In the process of binging out a product, my village inmates get jobs in the winery from manual to machine- related works. All the raw materials are brought from the local kiwi growers of Ziro Valley.
When she saw that the village farmers were withdrawing from kiwi cultivation, as a farmer’s daughter, she wanted to do something for them.
She is getting people and specifically youth employed, developing their skills, boosting the village economy.
- How does your business benefits the women around you?
There are equal or more women in the workforce, working in the garden, factory to sales and marketing departments. I cannot sustain my work without women. I need them and they need me.
- What is your take on environmentally sustainable business?
With ever increasing human population and pollution in the atmosphere, we must look for environment -friendly and sustainable mode of businesses.
- Do you face supply chain problems? How do you deal with that?
Yes…I experienced unanticipated troubles in the supply chain common for any alcoholic beverage. Many of the distributors still don’t want to let my product enter into local markets.
She even said that transporters were not ready to come here, because of the road conditions. The machines that she ordered arrived in bad conditions. It took her 2 years to complete all the paperwork, registration e.t.c. But, she believes
In the process, I have honed my skills to compete more and better.
- As a woman, do you face any problem in your business?
Not seriously on the basis of gender.
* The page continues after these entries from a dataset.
//! Forwarding decision engine
//!
//! Decides where a new flow goes. A destination that is a known host is
//! delivered locally (inbound); otherwise the route service is consulted and
//! the flow is sent to the next hop (outbound). Local delivery is checked
//! first, so a host that is also covered by a route is still delivered
//! directly.

use super::{ClassifiedPacket, SteeringRule, TrafficSelector, TrafficTreatment};
use crate::config::RouterConfig;
use crate::platform::{ConnectPoint, HostService, InterfaceService, RouteService, Services};
use crate::protocol::Ipv4Prefix;
use std::fmt;
use std::net::Ipv4Addr;
use tracing::debug;

#[derive(Debug, Clone, Copy, PartialEq, Eq)]
pub enum Direction {
    /// Towards a host attached to the SDN fabric
    Inbound,
    /// Towards an external next hop
    Outbound,
}

impl fmt::Display for Direction {
    fn fmt(&self, f: &mut fmt::Formatter<'_>) -> fmt::Result {
        match self {
            Direction::Inbound => f.write_str("inbound"),
            Direction::Outbound => f.write_str("outbound"),
        }
    }
}

/// Why a packet was left alone
#[derive(Debug, Clone, Copy, PartialEq, Eq)]
pub enum IgnoreReason {
    /// Neither a known host nor a route covers the destination
    NoRoute { dst: Ipv4Addr },
    /// The next hop's MAC is not learned yet
    NextHopUnresolved { next_hop: Ipv4Addr },
    /// No interface faces the next hop
    EgressUnresolved { next_hop: Ipv4Addr },
}

impl fmt::Display for IgnoreReason {
    fn fmt(&self, f: &mut fmt::Formatter<'_>) -> fmt::Result {
        match self {
            IgnoreReason::NoRoute { dst } => write!(f, "no host or route for {dst}"),
            IgnoreReason::NextHopUnresolved { next_hop } => {
                write!(f, "next hop {next_hop} not resolved")
            }
            IgnoreReason::EgressUnresolved { next_hop } => {
                write!(f, "no interface towards next hop {next_hop}")
            }
        }
    }
}

#[derive(Debug, Clone, PartialEq, Eq)]
pub enum Decision {
    Steer {
        direction: Direction,
        rule: SteeringRule,
    },
    Ignore(IgnoreReason),
}

pub struct DecisionEngine<'a> {
    hosts: &'a dyn HostService,
    routes: &'a dyn RouteService,
    interfaces: &'a dyn InterfaceService,
}

impl<'a> DecisionEngine<'a> {
    pub fn new(services: &'a Services) -> Self {
        Self {
            hosts: &*services.hosts,
            routes: &*services.routes,
            interfaces: &*services.interfaces,
        }
    }

    pub fn decide(
        &self,
        packet: &ClassifiedPacket,
        config: &RouterConfig,
        received_from: &ConnectPoint,
    ) -> Decision {
        if let Some(host) = self.hosts.hosts_by_ip(packet.dst_ip).into_iter().next() {
            debug!(dst = %packet.dst_ip, mac = %host.mac, location = %host.location, "destination is a known host");
            let rule = SteeringRule::new(
                TrafficSelector::ipv4_dst(Ipv4Prefix::host(packet.dst_ip)),
                TrafficTreatment::rewrite(config.virtual_mac, host.mac),
                received_from.clone(),
                host.location,
            );
            return Decision::Steer {
                direction: Direction::Inbound,
                rule,
            };
        }

        let Some(route) = self.routes.longest_prefix_lookup(packet.dst_ip) else {
            debug!(dst = %packet.dst_ip, "no route");
            return Decision::Ignore(IgnoreReason::NoRoute { dst: packet.dst_ip });
        };
        let next_hop = route.next_hop;

        let Some(next_hop_mac) = self
            .hosts
            .hosts_by_ip(next_hop)
            .into_iter()
            .next()
            .map(|h| h.mac)
        else {
            debug!(dst = %packet.dst_ip, %next_hop, "next hop MAC unknown");
            return Decision::Ignore(IgnoreReason::NextHopUnresolved { next_hop });
        };

        let Some(egress) = self.interfaces.matching_interface(next_hop) else {
            debug!(dst = %packet.dst_ip, %next_hop, "no interface towards next hop");
            return Decision::Ignore(IgnoreReason::EgressUnresolved { next_hop });
        };

        debug!(dst = %packet.dst_ip, prefix = %route.prefix, %next_hop, %next_hop_mac, "routed via next hop");
        let rule = SteeringRule::new(
            TrafficSelector::ipv4_dst(Ipv4Prefix::host(packet.dst_ip))
                .ip_src(Ipv4Prefix::host(packet.src_ip)),
            TrafficTreatment::rewrite(config.router_mac, next_hop_mac),
            received_from.clone(),
            egress.connect_point,
        );
        Decision::Steer {
            direction: Direction::Outbound,
            rule,
        }
    }
}
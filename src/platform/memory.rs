//! Table-backed platform services
//!
//! Each table is internally locked so it can be shared behind `Arc` and
//! still be updated while the application runs (a next hop being learned,
//! a route appearing). The CLI builds these from the settings file; tests
//! use them as deterministic fakes.

use super::{
    ConnectPoint, Host, HostService, IntentKey, IntentService, Interface, InterfaceService,
    OutboundPacket, PacketService, ResolvedRoute, RouteService, Services,
};
use crate::config::Settings;
use crate::dataplane::SteeringRule;
use crate::protocol::EtherType;
use crate::{Error, Result};
use std::collections::{BTreeMap, BTreeSet, HashMap};
use std::net::Ipv4Addr;
use std::sync::{Arc, Mutex, RwLock};

/// IP to host bindings
#[derive(Debug, Default)]
pub struct HostTable {
    entries: RwLock<HashMap<Ipv4Addr, Vec<Host>>>,
}

impl HostTable {
    pub fn new() -> Self {
        Self::default()
    }

    /// Insert or update a host; a host with the same MAC is replaced
    pub fn insert(&self, host: Host) {
        let mut entries = self.entries.write().unwrap();
        let hosts = entries.entry(host.ip).or_default();
        hosts.retain(|h| h.mac != host.mac);
        hosts.push(host);
    }

    pub fn len(&self) -> usize {
        self.entries.read().unwrap().values().map(Vec::len).sum()
    }

    pub fn is_empty(&self) -> bool {
        self.len() == 0
    }
}

impl HostService for HostTable {
    fn hosts_by_ip(&self, ip: Ipv4Addr) -> Vec<Host> {
        self.entries
            .read()
            .unwrap()
            .get(&ip)
            .cloned()
            .unwrap_or_default()
    }
}

/// Routing table using longest prefix match
#[derive(Debug, Default)]
pub struct RouteTable {
    // Kept sorted by prefix length, longest first
    routes: RwLock<Vec<ResolvedRoute>>,
}

impl RouteTable {
    pub fn new() -> Self {
        Self::default()
    }

    /// Add a route, replacing any route for the same prefix
    pub fn add(&self, route: ResolvedRoute) {
        let mut routes = self.routes.write().unwrap();
        routes.retain(|r| r.prefix != route.prefix);
        routes.push(route);
        routes.sort_by(|a, b| b.prefix.len().cmp(&a.prefix.len()));
    }

    pub fn len(&self) -> usize {
        self.routes.read().unwrap().len()
    }

    pub fn is_empty(&self) -> bool {
        self.len() == 0
    }
}

impl RouteService for RouteTable {
    fn longest_prefix_lookup(&self, ip: Ipv4Addr) -> Option<ResolvedRoute> {
        self.routes
            .read()
            .unwrap()
            .iter()
            .find(|r| r.prefix.contains(ip))
            .cloned()
    }
}

/// Configured L3 interfaces, in configuration order
#[derive(Debug, Default)]
pub struct InterfaceTable {
    interfaces: RwLock<Vec<Interface>>,
}

impl InterfaceTable {
    pub fn new() -> Self {
        Self::default()
    }

    /// Add an interface, replacing one with the same name
    pub fn add(&self, interface: Interface) {
        let mut interfaces = self.interfaces.write().unwrap();
        interfaces.retain(|i| i.name != interface.name);
        interfaces.push(interface);
    }

    pub fn len(&self) -> usize {
        self.interfaces.read().unwrap().len()
    }

    pub fn is_empty(&self) -> bool {
        self.len() == 0
    }
}

impl InterfaceService for InterfaceTable {
    fn matching_interface(&self, ip: Ipv4Addr) -> Option<Interface> {
        self.interfaces
            .read()
            .unwrap()
            .iter()
            .find(|i| i.covers(ip))
            .cloned()
    }

    fn interfaces_by_port(&self, point: &ConnectPoint) -> Vec<Interface> {
        self.interfaces
            .read()
            .unwrap()
            .iter()
            .filter(|i| &i.connect_point == point)
            .cloned()
            .collect()
    }
}

/// Operation recorded by [`IntentStore`]
#[derive(Debug, Clone, Copy, PartialEq, Eq)]
pub enum IntentOp {
    Submit(IntentKey),
    Withdraw(IntentKey),
}

#[derive(Debug, Default)]
struct IntentStoreInner {
    next_key: u64,
    active: BTreeMap<IntentKey, SteeringRule>,
    journal: Vec<IntentOp>,
    reject_submit: bool,
    reject_withdraw: bool,
}

/// Intent service keeping submitted rules in memory
///
/// Every call is journaled, including failed and no-op ones. Submission
/// and withdrawal can be switched to fail to exercise error paths.
#[derive(Debug, Default)]
pub struct IntentStore {
    inner: Mutex<IntentStoreInner>,
}

impl IntentStore {
    pub fn new() -> Self {
        Self::default()
    }

    /// Rules currently submitted, by key
    pub fn active(&self) -> Vec<(IntentKey, SteeringRule)> {
        let inner = self.inner.lock().unwrap();
        inner
            .active
            .iter()
            .map(|(k, r)| (*k, r.clone()))
            .collect()
    }

    pub fn active_count(&self) -> usize {
        self.inner.lock().unwrap().active.len()
    }

    pub fn journal(&self) -> Vec<IntentOp> {
        self.inner.lock().unwrap().journal.clone()
    }

    pub fn reject_submissions(&self, reject: bool) {
        self.inner.lock().unwrap().reject_submit = reject;
    }

    pub fn reject_withdrawals(&self, reject: bool) {
        self.inner.lock().unwrap().reject_withdraw = reject;
    }
}

impl IntentService for IntentStore {
    fn submit(&self, rule: &SteeringRule) -> Result<IntentKey> {
        let mut inner = self.inner.lock().unwrap();
        if inner.reject_submit {
            return Err(Error::Intent("submission rejected".into()));
        }
        inner.next_key += 1;
        let key = IntentKey(inner.next_key);
        inner.active.insert(key, rule.clone());
        inner.journal.push(IntentOp::Submit(key));
        Ok(key)
    }

    fn withdraw(&self, key: IntentKey) -> Result<()> {
        let mut inner = self.inner.lock().unwrap();
        inner.journal.push(IntentOp::Withdraw(key));
        if inner.reject_withdraw {
            return Err(Error::Intent(format!("withdrawal of {key} rejected")));
        }
        inner.active.remove(&key);
        Ok(())
    }
}

/// Packet service recording subscriptions and emitted frames
#[derive(Debug, Default)]
pub struct PacketLog {
    requested: Mutex<BTreeSet<EtherType>>,
    emitted: Mutex<Vec<OutboundPacket>>,
}

impl PacketLog {
    pub fn new() -> Self {
        Self::default()
    }

    pub fn requested(&self) -> Vec<EtherType> {
        self.requested.lock().unwrap().iter().copied().collect()
    }

    pub fn emitted(&self) -> Vec<OutboundPacket> {
        self.emitted.lock().unwrap().clone()
    }
}

impl PacketService for PacketLog {
    fn request_packets(&self, ether_type: EtherType) {
        self.requested.lock().unwrap().insert(ether_type);
    }

    fn cancel_packets(&self, ether_type: EtherType) {
        self.requested.lock().unwrap().remove(&ether_type);
    }

    fn emit(&self, packet: OutboundPacket) -> Result<()> {
        self.emitted.lock().unwrap().push(packet);
        Ok(())
    }
}

/// All in-memory services, with concrete handles kept for inspection
#[derive(Debug, Clone, Default)]
pub struct MemoryPlatform {
    pub hosts: Arc<HostTable>,
    pub routes: Arc<RouteTable>,
    pub interfaces: Arc<InterfaceTable>,
    pub intents: Arc<IntentStore>,
    pub packets: Arc<PacketLog>,
}

impl MemoryPlatform {
    pub fn new() -> Self {
        Self::default()
    }

    /// Populate the tables from the `[[hosts]]`, `[[routes]]` and
    /// `[[interfaces]]` sections of a settings file
    pub fn from_settings(settings: &Settings) -> Result<Self> {
        let platform = Self::new();

        for entry in &settings.hosts {
            platform.hosts.insert(Host {
                ip: entry.ip,
                mac: entry
                    .mac
                    .parse()
                    .map_err(|e| Error::Config(format!("hosts.{}: {}", entry.ip, e)))?,
                location: entry.location.parse()?,
            });
        }

        for entry in &settings.routes {
            platform.routes.add(ResolvedRoute {
                prefix: entry.prefix.parse()?,
                next_hop: entry.next_hop,
            });
        }

        for entry in &settings.interfaces {
            let addresses = entry
                .addresses
                .iter()
                .map(|a| a.parse())
                .collect::<Result<Vec<_>>>()?;
            let mac = match &entry.mac {
                Some(mac) => Some(
                    mac.parse()
                        .map_err(|e| Error::Config(format!("interfaces.{}: {}", entry.name, e)))?,
                ),
                None => None,
            };
            platform.interfaces.add(Interface {
                name: entry.name.clone(),
                connect_point: entry.connect_point.parse()?,
                addresses,
                mac,
            });
        }

        Ok(platform)
    }

    pub fn services(&self) -> Services {
        Services {
            hosts: self.hosts.clone(),
            routes: self.routes.clone(),
            interfaces: self.interfaces.clone(),
            intents: self.intents.clone(),
            packets: self.packets.clone(),
        }
    }
}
I have a very supportive environment at home and good encouragement from society at large.
- How do you see Arunachal Pradesh in the coming 10 years from the perspective of an entrepreneur?
The change and a new trend have already started in our state in the entrepreneurship sector, like major infrastructure development in terms of road building, communication development e.t.c., this will pave the way for robust industrialization.
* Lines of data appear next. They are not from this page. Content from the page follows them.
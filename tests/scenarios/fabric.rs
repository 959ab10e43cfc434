//! Test fabric: an in-memory platform with two peering interfaces and a
//! router wired to it.
//!
//! ```text
//!   hosts (172.30.x.x) --- of:edge --- /3 peer1 10.0.0.1/24 --- 10.0.0.2
//!                              |
//!                              +------ /4 peer2 10.0.1.1/24 --- 10.0.1.2
//!                              |
//!                          of:router/1 (eBGP speaker)
//! ```

use std::net::Ipv4Addr;
use vrouter::config::{NetworkConfigEvent, RouterConfigDoc};
use vrouter::dataplane::{ConfigOutcome, PacketOutcome, VRouter};
use vrouter::platform::memory::MemoryPlatform;
use vrouter::platform::{ConnectPoint, Host, InboundPacket, Interface, PacketContext, ResolvedRoute};
use vrouter::protocol::ethernet::FrameBuilder;
use vrouter::protocol::ipv4::Ipv4Builder;
use vrouter::protocol::{EtherType, MacAddr};

pub const ROUTER_MAC: MacAddr = MacAddr([0x00, 0x00, 0x00, 0x00, 0x00, 0x01]);
pub const VIRTUAL_MAC: MacAddr = MacAddr([0x00, 0x00, 0x00, 0x00, 0x00, 0x02]);
pub const VIRTUAL_IP: Ipv4Addr = Ipv4Addr::new(172, 30, 1, 254);
pub const HOST_MAC: MacAddr = MacAddr([0x02, 0x00, 0x00, 0x00, 0x00, 0x10]);

pub fn router_point() -> ConnectPoint {
    ConnectPoint::new("of:router", 1)
}

pub fn peer1_point() -> ConnectPoint {
    ConnectPoint::new("of:edge", 3)
}

pub fn peer2_point() -> ConnectPoint {
    ConnectPoint::new("of:edge", 4)
}

pub fn router_doc(peers: &[&str]) -> RouterConfigDoc {
    RouterConfigDoc {
        router_point: Some(router_point().to_string()),
        router_mac: Some(ROUTER_MAC.to_string()),
        virtual_ip: Some(VIRTUAL_IP.to_string()),
        virtual_mac: Some(VIRTUAL_MAC.to_string()),
        peers: peers.iter().map(|p| p.to_string()).collect(),
    }
}

pub struct Fabric {
    pub platform: MemoryPlatform,
    pub router: VRouter,
}

impl Fabric {
    /// Active router without configuration
    pub fn new() -> Self {
        let platform = MemoryPlatform::new();
        platform.interfaces.add(Interface {
            name: "peer1".into(),
            connect_point: peer1_point(),
            addresses: vec!["10.0.0.1/24".parse().unwrap()],
            mac: None,
        });
        platform.interfaces.add(Interface {
            name: "peer2".into(),
            connect_point: peer2_point(),
            addresses: vec!["10.0.1.1/24".parse().unwrap()],
            mac: None,
        });

        let mut router = VRouter::new(platform.services());
        router.activate();
        Self { platform, router }
    }

    /// Active router configured with `peers`
    pub fn configured(peers: &[&str]) -> Self {
        let mut fabric = Self::new();
        let outcome = fabric.configure(peers);
        assert!(
            matches!(outcome, ConfigOutcome::Applied { .. }),
            "configuration should apply, got {outcome:?}"
        );
        fabric
    }

    pub fn configure(&mut self, peers: &[&str]) -> ConfigOutcome {
        self.router
            .on_config_event(&NetworkConfigEvent::updated(router_doc(peers)))
    }

    pub fn add_host(&self, ip: [u8; 4], mac: MacAddr, location: ConnectPoint) {
        self.platform.hosts.insert(Host {
            ip: Ipv4Addr::from(ip),
            mac,
            location,
        });
    }

    pub fn add_route(&self, prefix: &str, next_hop: [u8; 4]) {
        self.platform.routes.add(ResolvedRoute {
            prefix: prefix.parse().unwrap(),
            next_hop: Ipv4Addr::from(next_hop),
        });
    }

    /// Deliver one IPv4 packet; returns the outcome and whether it was
    /// marked handled
    pub fn send_ipv4(&mut self, src: [u8; 4], dst: [u8; 4], at: ConnectPoint) -> (PacketOutcome, bool) {
        let mut context = ipv4_context(src, dst, at);
        let outcome = self.router.process(&mut context);
        (outcome, context.is_handled())
    }
}

pub fn ipv4_context(src: [u8; 4], dst: [u8; 4], at: ConnectPoint) -> PacketContext {
    let packet = Ipv4Builder::new()
        .src_addr(Ipv4Addr::from(src))
        .dst_addr(Ipv4Addr::from(dst))
        .protocol(6)
        .build();
    raw_context(EtherType::Ipv4 as u16, &packet, at)
}

pub fn raw_context(ethertype: u16, payload: &[u8], at: ConnectPoint) -> PacketContext {
    let data = FrameBuilder::new()
        .dst_mac(VIRTUAL_MAC)
        .src_mac(HOST_MAC)
        .ethertype(ethertype)
        .payload(payload)
        .build();
    PacketContext::new(InboundPacket {
        received_from: at,
        data,
    })
}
- Do you feel something is missing from India’s start-up boom? What do you expect from the Central and State government?
Central and State government announce many supportive schemes for start-ups. The difficulties come into the picture when they try to implement them. We need clean, transparent and faster work. Government should focus more on skills development and training along with infrastructure support. These are some of the important prerequisites for growth and progress.
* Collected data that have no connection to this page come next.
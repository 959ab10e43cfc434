//! Configuration validation

use super::{RouterConfig, RouterConfigDoc};
use crate::platform::ConnectPoint;
use crate::protocol::MacAddr;
use crate::Error;
use std::net::Ipv4Addr;

#[derive(Debug, Clone, Default)]
pub struct ValidationResult {
    pub warnings: Vec<String>,
    pub errors: Vec<String>,
}

impl ValidationResult {
    pub fn new() -> Self {
        Self::default()
    }

    pub fn warn(&mut self, msg: impl Into<String>) {
        self.warnings.push(msg.into());
    }

    pub fn error(&mut self, msg: impl Into<String>) {
        self.errors.push(msg.into());
    }

    pub fn has_errors(&self) -> bool {
        !self.errors.is_empty()
    }

    pub fn print_diagnostics(&self) {
        for warning in &self.warnings {
            println!("[WARN] {}", warning);
        }
        for error in &self.errors {
            println!("[ERROR] {}", error);
        }
    }
}

/// Validate a router block and return warnings/errors
pub fn validate(doc: &RouterConfigDoc) -> ValidationResult {
    let mut result = ValidationResult::new();
    let _ = check(doc, &mut result);
    result
}

impl TryFrom<&RouterConfigDoc> for RouterConfig {
    type Error = Error;

    fn try_from(doc: &RouterConfigDoc) -> Result<Self, Error> {
        let mut result = ValidationResult::new();
        match check(doc, &mut result) {
            Some(config) if !result.has_errors() => Ok(config),
            _ => Err(Error::InvalidConfig {
                errors: result.errors,
            }),
        }
    }
}

/// Check every field, recording all problems; `Some` only when all
/// mandatory fields parsed
fn check(doc: &RouterConfigDoc, result: &mut ValidationResult) -> Option<RouterConfig> {
    let router_point = required(result, "router-point", doc.router_point.as_deref())
        .and_then(|s| parse_field::<ConnectPoint>(result, "router-point", s));
    let router_mac = required(result, "router-mac", doc.router_mac.as_deref())
        .and_then(|s| parse_field::<MacAddr>(result, "router-mac", s));
    let virtual_ip = required(result, "virtual-ip", doc.virtual_ip.as_deref())
        .and_then(|s| parse_field::<Ipv4Addr>(result, "virtual-ip", s));
    let virtual_mac = required(result, "virtual-mac", doc.virtual_mac.as_deref())
        .and_then(|s| parse_field::<MacAddr>(result, "virtual-mac", s));

    let mut peers: Vec<Ipv4Addr> = Vec::with_capacity(doc.peers.len());
    for (i, raw) in doc.peers.iter().enumerate() {
        let Some(peer) = parse_field::<Ipv4Addr>(result, &format!("peers[{}]", i), raw) else {
            continue;
        };
        if peers.contains(&peer) {
            result.warn(format!(
                "peers[{}]: {} listed more than once, provisioned once",
                i, peer
            ));
            continue;
        }
        peers.push(peer);
    }
    if doc.peers.is_empty() {
        result.warn("peers: no peers configured, no peering flows will be installed");
    }

    for (field, mac) in [("router-mac", router_mac), ("virtual-mac", virtual_mac)] {
        if let Some(mac) = mac.filter(|m| m.is_multicast()) {
            result.warn(format!("{}: {} is a multicast address", field, mac));
        }
    }
    if router_mac.is_some() && router_mac == virtual_mac {
        result.warn("virtual-mac: same as router-mac");
    }

    Some(RouterConfig {
        router_point: router_point?,
        router_mac: router_mac?,
        virtual_ip: virtual_ip?,
        virtual_mac: virtual_mac?,
        peers,
    })
}

fn required<'a>(
    result: &mut ValidationResult,
    field: &str,
    value: Option<&'a str>,
) -> Option<&'a str> {
    match value.map(str::trim) {
        Some(v) if !v.is_empty() => Some(v),
        _ => {
            result.error(format!("{}: required", field));
            None
        }
    }
}

fn parse_field<T>(result: &mut ValidationResult, field: &str, value: &str) -> Option<T>
where
    T: std::str::FromStr,
    T::Err: std::fmt::Display,
{
    match value.trim().parse() {
        Ok(v) => Some(v),
        Err(e) => {
            result.error(format!("{}: invalid value '{}': {}", field, value, e));
            None
        }
    }
}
- How are you managing your business in this pandemic?
Before the lockdown, I have dispatched the wines to Distributors and it’s doing well so far. The initiative and encouragement towards vocal for local campaign by our government are very good and wherever I face difficulty, I am vocal and claim my achievement of making a locally made product in a sustainable manner. Our tummies growl even louder during the pandemic and hence I need to find out ways and means to continue what I am doing.
Message for our viewers especially the girls out there?
Her-World India salutes all such women out there who listen to their inner calling and live their dreams. They fight, but not fright. The world is full of such women and as a society, it is our responsibility to help them grow.